Exkurs zum „Social Engineering“ und „Spoofing”
Dabei handelt es sich um eine bestimmte Betrugsmasche, bei der Kunden durch Manipulation zur Herausgabe von Informationen oder gar zur Tätigung einer Transaktion bewegt werden. Grundsätzlich unterscheidet man zwischen autorisierten und nicht autorisierten Transaktionen. Diese Unterscheidung hat Auswirkungen auf die Haftung.

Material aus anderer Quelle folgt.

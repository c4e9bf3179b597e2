//! Embeds build metadata read by `src/version.rs`.

use std::process::Command;

/// First line of a tool's stdout, if it ran successfully
fn command_output(program: &str, args: &[&str]) -> Option<String> {
    let output = Command::new(program).args(args).output().ok()?;
    if !output.status.success() {
        return None;
    }
    let text = String::from_utf8(output.stdout).ok()?;
    text.lines().next().map(|line| line.trim().to_string())
}

fn main() {
    let commit = command_output("git", &["rev-parse", "--short", "HEAD"]);
    let date = command_output("date", &["+%Y-%m-%d"]);
    // "rustc 1.80.0 (051478957 2024-07-21)" -> "1.80.0"
    let rustc = command_output("rustc", &["--version"]).and_then(|line| {
        line.split_whitespace().nth(1).map(str::to_string)
    });

    for (key, value) in [
        ("LAYERMAP_COMMIT_SHA", commit),
        ("LAYERMAP_BUILD_DATE", date),
        ("LAYERMAP_RUSTC_VERSION", rustc),
    ] {
        println!(
            "cargo:rustc-env={}={}",
            key,
            value.unwrap_or_else(|| "unknown".to_string())
        );
    }

    println!("cargo:rerun-if-changed=.git/HEAD");
}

Bei Betrugsarten wie etwa dem „Spoofing“ verschwimmt die Grenze, weil zwar eine Autorisierung stattgefunden hat, diese aber durch Manipulation erzeugt wurde.
Haftung für technische Dienstleister (Art 58 PSR)
Erweiterung der Haftung technischer Dienstleister für die fehlende Unterstützung der Durchführung der SCA
Starke Kundenauthentifizierung (SCA) (Art 85ff PSR)
Bereitstellung von Tools, die Menschen, die Schwierigkeiten mit der Nutzung haben (zB aufgrund von Alter oder Behinderung), die Verwendung von SCA trotzdem ermöglichen.
Eine SCA darf bei von Händlern ausgelösten Zahlungsvorgängen nur dann unterbleiben, wenn überhaupt keine Beteiligung des Zahlers vorliegt.
Bei Bestellungen über Telefon oder Mail (MOTOs) soll die nicht digitale Auslösung des Zahlungsvorganges keiner Verpflichtung zu SCA unterliegen, sofern der Zahlungsdienstleister des Zahlers durch Sicherheitsanforderungen eine andere Form der Authentifizierung ermöglicht.
Die Häufigkeit der von kontoführenden Zahlungsdienstleistern verpflichtend durchzuführenden SCA wird verringert: auf die erstmalige Anwendung und dann alle 180 Tage.